Extracted material:
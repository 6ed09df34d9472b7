//! The shared export password.
//!
//! One secret, keyed by a fixed service/account pair, protects every container
//! and archive. It is generated on first use and reused until something
//! outside this crate clears it.

use rand::Rng;
use std::collections::HashMap;
use std::sync::{Arc, Mutex};

use crate::error::{KeyShareError, Result};

/// Service half of the secret's key.
pub const SERVICE: &str = "PurebredKeySharing";
/// Account half of the secret's key.
pub const ACCOUNT: &str = "PurebredKeySharing";
/// Length of generated passwords.
pub const PASSWORD_LENGTH: usize = 32;
/// Characters generated passwords are drawn from (91 of them).
pub const ALPHABET: &[u8] =
    b"abcdefghijklmnopqrstuvwxyzABCDEFGHIJKLMNOPQRSTUVWXYZ0123456789!@#$%^&*()_+-=[]{};':,./<>?`~";

/// Secure storage for generic passwords.
///
/// Each call is treated as an atomic operation against the backing store.
pub trait SecretStore: Send + Sync {
    fn get_secret(&self, service: &str, account: &str) -> Result<Option<String>>;
    fn set_secret(&self, service: &str, account: &str, secret: &str) -> Result<()>;
    /// Returns whether a secret was removed.
    fn delete_secret(&self, service: &str, account: &str) -> Result<bool>;
}

/// Process-local [`SecretStore`].
#[derive(Debug, Default)]
pub struct MemorySecretStore {
    secrets: Mutex<HashMap<(String, String), String>>,
}

impl MemorySecretStore {
    pub fn new() -> Self {
        Self::default()
    }
}

impl SecretStore for MemorySecretStore {
    fn get_secret(&self, service: &str, account: &str) -> Result<Option<String>> {
        let secrets = self
            .secrets
            .lock()
            .map_err(|e| KeyShareError::SecretUnavailable(e.to_string()))?;
        Ok(secrets
            .get(&(service.to_string(), account.to_string()))
            .cloned())
    }

    fn set_secret(&self, service: &str, account: &str, secret: &str) -> Result<()> {
        let mut secrets = self
            .secrets
            .lock()
            .map_err(|e| KeyShareError::SecretUnavailable(e.to_string()))?;
        secrets.insert(
            (service.to_string(), account.to_string()),
            secret.to_string(),
        );
        Ok(())
    }

    fn delete_secret(&self, service: &str, account: &str) -> Result<bool> {
        let mut secrets = self
            .secrets
            .lock()
            .map_err(|e| KeyShareError::SecretUnavailable(e.to_string()))?;
        Ok(secrets
            .remove(&(service.to_string(), account.to_string()))
            .is_some())
    }
}

/// Generates a password of [`PASSWORD_LENGTH`] characters from [`ALPHABET`].
pub fn generate_password() -> String {
    let mut rng = rand::rng();
    (0..PASSWORD_LENGTH)
        .map(|_| ALPHABET[rng.random_range(0..ALPHABET.len())] as char)
        .collect()
}

/// Hands out the shared export password.
#[derive(Clone)]
pub struct SecretManager {
    store: Arc<dyn SecretStore>,
}

impl SecretManager {
    pub fn new(store: Arc<dyn SecretStore>) -> Self {
        Self { store }
    }

    /// Returns the stored password, generating and storing one if absent.
    ///
    /// A password that cannot be stored is still returned; the next call will
    /// then produce a different one.
    pub fn get_or_create_password(&self) -> String {
        match self.store.get_secret(SERVICE, ACCOUNT) {
            Ok(Some(password)) => return password,
            Ok(None) => log::info!("No export password stored for {}, generating one", SERVICE),
            Err(e) => log::error!(
                "Failed to read export password for {}: {}. Generating new value and continuing",
                SERVICE,
                e
            ),
        }

        let password = generate_password();
        if let Err(e) = self.store.set_secret(SERVICE, ACCOUNT, &password) {
            let err = KeyShareError::SecretUnavailable(e.to_string());
            log::error!("{}. Returning new value and continuing", err);
        }
        password
    }

    /// Removes the stored password so the next request generates a new one.
    pub fn clear(&self) -> Result<bool> {
        let removed = self.store.delete_secret(SERVICE, ACCOUNT)?;
        if removed {
            log::info!("Cleared export password for {}", SERVICE);
        }
        Ok(removed)
    }
}

/// Request/response endpoint another process uses to learn the export password.
#[derive(Clone)]
pub struct PasswordService {
    secrets: SecretManager,
}

impl PasswordService {
    /// Name under which the service is advertised.
    pub const NAME: &'static str = "red.hound.KeySharingPassword-v1.0.0";

    pub fn new(secrets: SecretManager) -> Self {
        Self { secrets }
    }

    pub fn fetch_password(&self) -> String {
        log::debug!("Password requested via {}", Self::NAME);
        self.secrets.get_or_create_password()
    }
}
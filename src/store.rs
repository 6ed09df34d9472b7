//! Read side of the credential store.

use std::sync::RwLock;

use crate::credential::Credential;
use crate::error::{KeyShareError, Result};

/// Source of identity snapshots.
///
/// `query_all` fails closed: on any error the caller gets an error, never a
/// partial list.
pub trait CredentialStore: Send + Sync {
    fn query_all(&self) -> Result<Vec<Credential>>;
}

/// Process-local [`CredentialStore`], mainly for tests and embedding.
#[derive(Debug, Default)]
pub struct MemoryStore {
    credentials: RwLock<Vec<Credential>>,
}

impl MemoryStore {
    pub fn new() -> Self {
        Self::default()
    }

    pub fn with_credentials(credentials: Vec<Credential>) -> Self {
        Self {
            credentials: RwLock::new(credentials),
        }
    }

    /// Appends a credential, keeping insertion order.
    pub fn insert(&self, credential: Credential) -> Result<()> {
        self.credentials
            .write()
            .map_err(|e| KeyShareError::StoreUnavailable(e.to_string()))?
            .push(credential);
        Ok(())
    }
}

impl CredentialStore for MemoryStore {
    fn query_all(&self) -> Result<Vec<Credential>> {
        let credentials = self
            .credentials
            .read()
            .map_err(|e| KeyShareError::StoreUnavailable(e.to_string()))?;
        Ok(credentials.clone())
    }
}
//! Application paths and settings.

use anyhow::{Result, anyhow};
use log::LevelFilter;
use std::path::PathBuf;

/// Overrides the data directory.
pub const HOME_ENV: &str = "KEYSHARE_HOME";
/// Overrides the log level (off, error, warn, info, debug, trace).
pub const LOG_ENV: &str = "KEYSHARE_LOG";

const DATA_DIR_NAME: &str = ".keyshare";

#[derive(Debug, Clone)]
pub struct AppConfig {
    pub data_dir: PathBuf,
    pub vault_path: PathBuf,
    pub history_path: PathBuf,
    pub log_path: PathBuf,
    pub log_level: LevelFilter,
}

impl AppConfig {
    /// Lays out every path under `data_dir`.
    pub fn new(data_dir: PathBuf) -> Self {
        Self {
            vault_path: data_dir.join("vault.json"),
            history_path: data_dir.join("history"),
            log_path: data_dir.join("keyshare.log"),
            data_dir,
            log_level: LevelFilter::Info,
        }
    }

    /// Builds the configuration from the home directory and environment.
    pub fn load() -> Result<Self> {
        let data_dir = match std::env::var_os(HOME_ENV) {
            Some(dir) if !dir.is_empty() => PathBuf::from(dir),
            _ => dirs_next::home_dir()
                .ok_or_else(|| anyhow!("Could not determine home directory"))?
                .join(DATA_DIR_NAME),
        };

        let mut config = Self::new(data_dir);
        if let Ok(level) = std::env::var(LOG_ENV) {
            config.log_level = parse_level(&level)?;
        }
        Ok(config)
    }

    pub fn with_log_level(mut self, level: LevelFilter) -> Self {
        self.log_level = level;
        self
    }

    /// Creates the data directory if needed.
    pub fn ensure_dirs(&self) -> Result<()> {
        if !self.data_dir.exists() {
            std::fs::create_dir_all(&self.data_dir).map_err(|e| {
                anyhow!("Failed to create {}: {}", self.data_dir.display(), e)
            })?;
        }
        Ok(())
    }
}

fn parse_level(value: &str) -> Result<LevelFilter> {
    value
        .trim()
        .parse::<LevelFilter>()
        .map_err(|_| anyhow!("Invalid {} value '{}'", LOG_ENV, value))
}
//! Dotted identifiers naming every node in the namespace.
//!
//! Grammar:
//!
//! ```text
//! ""                     namespace root
//! <credential-id>        leaf directly under the root
//! <folder>               folder for a view ("All", "PIV", ...)
//! <folder>.<credential>  leaf inside a folder
//! <folder>.zip           zip bundle for a view
//! ```
//!
//! Credential ids are escaped before they are placed in an identifier: `%`
//! and `.` are percent-encoded, and an id that would read as a folder name or
//! as `zip` gets its first byte percent-encoded. Decoding undoes this, so
//! every id survives a round trip.

use std::fmt;
use std::str::FromStr;

use crate::error::KeyShareError;
use crate::filter::Filter;

/// Identifier of the namespace root.
pub const ROOT_IDENTIFIER: &str = "";

const SEPARATOR: char = '.';
const ZIP_SEGMENT: &str = "zip";

/// A decoded node identifier.
#[derive(Debug, Clone, PartialEq, Eq, Hash)]
pub enum Identifier {
    Root,
    Folder(Filter),
    Zip(Filter),
    Leaf {
        /// Folder holding the leaf, `None` when it sits under the root.
        folder: Option<Filter>,
        credential_id: String,
    },
}

impl Identifier {
    /// Leaf directly under the root.
    pub fn root_leaf(credential_id: impl Into<String>) -> Self {
        Identifier::Leaf {
            folder: None,
            credential_id: credential_id.into(),
        }
    }

    /// Leaf inside the folder of `filter`.
    pub fn folder_leaf(filter: Filter, credential_id: impl Into<String>) -> Self {
        Identifier::Leaf {
            folder: Some(filter),
            credential_id: credential_id.into(),
        }
    }

    /// The identifier of the containing node, `None` for the root.
    pub fn parent(&self) -> Option<Identifier> {
        match self {
            Identifier::Root => None,
            Identifier::Folder(_) | Identifier::Zip(_) => Some(Identifier::Root),
            Identifier::Leaf { folder, .. } => {
                Some(folder.map_or(Identifier::Root, Identifier::Folder))
            }
        }
    }

    /// The credential id named by a leaf identifier.
    pub fn credential_id(&self) -> Option<&str> {
        match self {
            Identifier::Leaf { credential_id, .. } => Some(credential_id),
            _ => None,
        }
    }

    /// Encodes into the dotted string form.
    pub fn encode(&self) -> String {
        match self {
            Identifier::Root => ROOT_IDENTIFIER.to_string(),
            Identifier::Folder(filter) => filter.folder_name().to_string(),
            Identifier::Zip(filter) => {
                format!("{}{}{}", filter.folder_name(), SEPARATOR, ZIP_SEGMENT)
            }
            Identifier::Leaf {
                folder: None,
                credential_id,
            } => escape_id(credential_id),
            Identifier::Leaf {
                folder: Some(filter),
                credential_id,
            } => format!(
                "{}{}{}",
                filter.folder_name(),
                SEPARATOR,
                escape_id(credential_id)
            ),
        }
    }

    /// Decodes a dotted string, `None` if it cannot name any node.
    ///
    /// With more than two segments only the first (folder) and the last
    /// (credential) are considered.
    pub fn decode(raw: &str) -> Option<Identifier> {
        if raw == ROOT_IDENTIFIER {
            return Some(Identifier::Root);
        }

        let segments: Vec<&str> = raw.split(SEPARATOR).collect();
        let last = segments[segments.len() - 1];

        if segments.len() == 1 {
            return match Filter::from_folder_name(last) {
                Some(filter) => Some(Identifier::Folder(filter)),
                None => unescape_id(last).map(Identifier::root_leaf),
            };
        }

        if last == ZIP_SEGMENT {
            let folder = segments[segments.len() - 2];
            return Filter::from_folder_name(folder).map(Identifier::Zip);
        }

        let filter = Filter::from_folder_name(segments[0])?;
        if last.is_empty() {
            return None;
        }
        unescape_id(last).map(|id| Identifier::folder_leaf(filter, id))
    }
}

impl fmt::Display for Identifier {
    fn fmt(&self, f: &mut fmt::Formatter<'_>) -> fmt::Result {
        f.write_str(&self.encode())
    }
}

impl FromStr for Identifier {
    type Err = KeyShareError;

    fn from_str(s: &str) -> Result<Self, Self::Err> {
        Identifier::decode(s).ok_or_else(|| KeyShareError::NotFound(s.to_string()))
    }
}

fn is_reserved(segment: &str) -> bool {
    segment == ZIP_SEGMENT || Filter::from_folder_name(segment).is_some()
}

fn escape_id(id: &str) -> String {
    let mut out = String::with_capacity(id.len());
    for ch in id.chars() {
        match ch {
            '%' => out.push_str("%25"),
            '.' => out.push_str("%2E"),
            c => out.push(c),
        }
    }

    // reserved words are ASCII, so the first byte is a whole char
    if is_reserved(&out) {
        out = format!("%{:02X}{}", out.as_bytes()[0], &out[1..]);
    }
    out
}

fn unescape_id(segment: &str) -> Option<String> {
    let bytes = segment.as_bytes();
    let mut out = Vec::with_capacity(bytes.len());
    let mut i = 0;
    while i < bytes.len() {
        if bytes[i] == b'%' && i + 2 < bytes.len() {
            let hex = std::str::from_utf8(&bytes[i + 1..i + 3]).ok()?;
            out.push(u8::from_str_radix(hex, 16).ok()?);
            i += 3;
        } else {
            out.push(bytes[i]);
            i += 1;
        }
    }
    String::from_utf8(out).ok()
}
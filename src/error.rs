//! Recoverable error types
//!
//! Invariant violations (corrupt frame counts, unknown frame identifiers)
//! are not represented here: they panic at the point of detection.

use thiserror::Error;

use crate::board::{CoordError, Pos};

/// Why the board store refused a stone
#[derive(Debug, Clone, PartialEq, Eq, Error)]
pub enum BoardError {
    #[error("{0} is already occupied")]
    Occupied(Pos),
    #[error("row {row}, column {col} is outside the board")]
    OutOfBounds { row: u8, col: u8 },
    #[error("a move needs a black or white stone")]
    NoColor,
}

/// A saved move log that could not be read back
#[derive(Debug, Clone, PartialEq, Eq, Error)]
pub enum ParseError {
    #[error("line {line}: {source}")]
    Coord {
        line: usize,
        #[source]
        source: CoordError,
    },
}
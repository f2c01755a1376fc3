//! Engine configuration

/// Tunables for the combo search
#[derive(Debug, Clone, Copy, PartialEq, Eq)]
pub struct EngineConfig {
    /// Largest number of frames in one combo
    pub max_combo_frames: usize,
    /// Frames needing more moves than this are never combined
    pub max_combine_cost: u8,
}

impl EngineConfig {
    /// Configuration with a custom combo size bound.
    ///
    /// `max_combo_frames` is clamped to at least 1 (single-frame combos only).
    #[must_use]
    pub fn with_depth(max_combo_frames: usize) -> Self {
        Self {
            max_combo_frames: max_combo_frames.max(1),
            ..Self::default()
        }
    }
}

impl Default for EngineConfig {
    fn default() -> Self {
        Self {
            max_combo_frames: 3,
            max_combine_cost: 3,
        }
    }
}

#[cfg(test)]
mod tests {
    use super::*;

    #[test]
    fn test_default_config() {
        let config = EngineConfig::default();
        assert_eq!(config.max_combo_frames, 3);
        assert_eq!(config.max_combine_cost, 3);
    }

    #[test]
    fn test_depth_is_clamped() {
        assert_eq!(EngineConfig::with_depth(0).max_combo_frames, 1);
        assert_eq!(EngineConfig::with_depth(4).max_combo_frames, 4);
    }
}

Task brief:
Once the lines containing "generated" in the data above are counted, give the total by itself.

Answer for the task:
3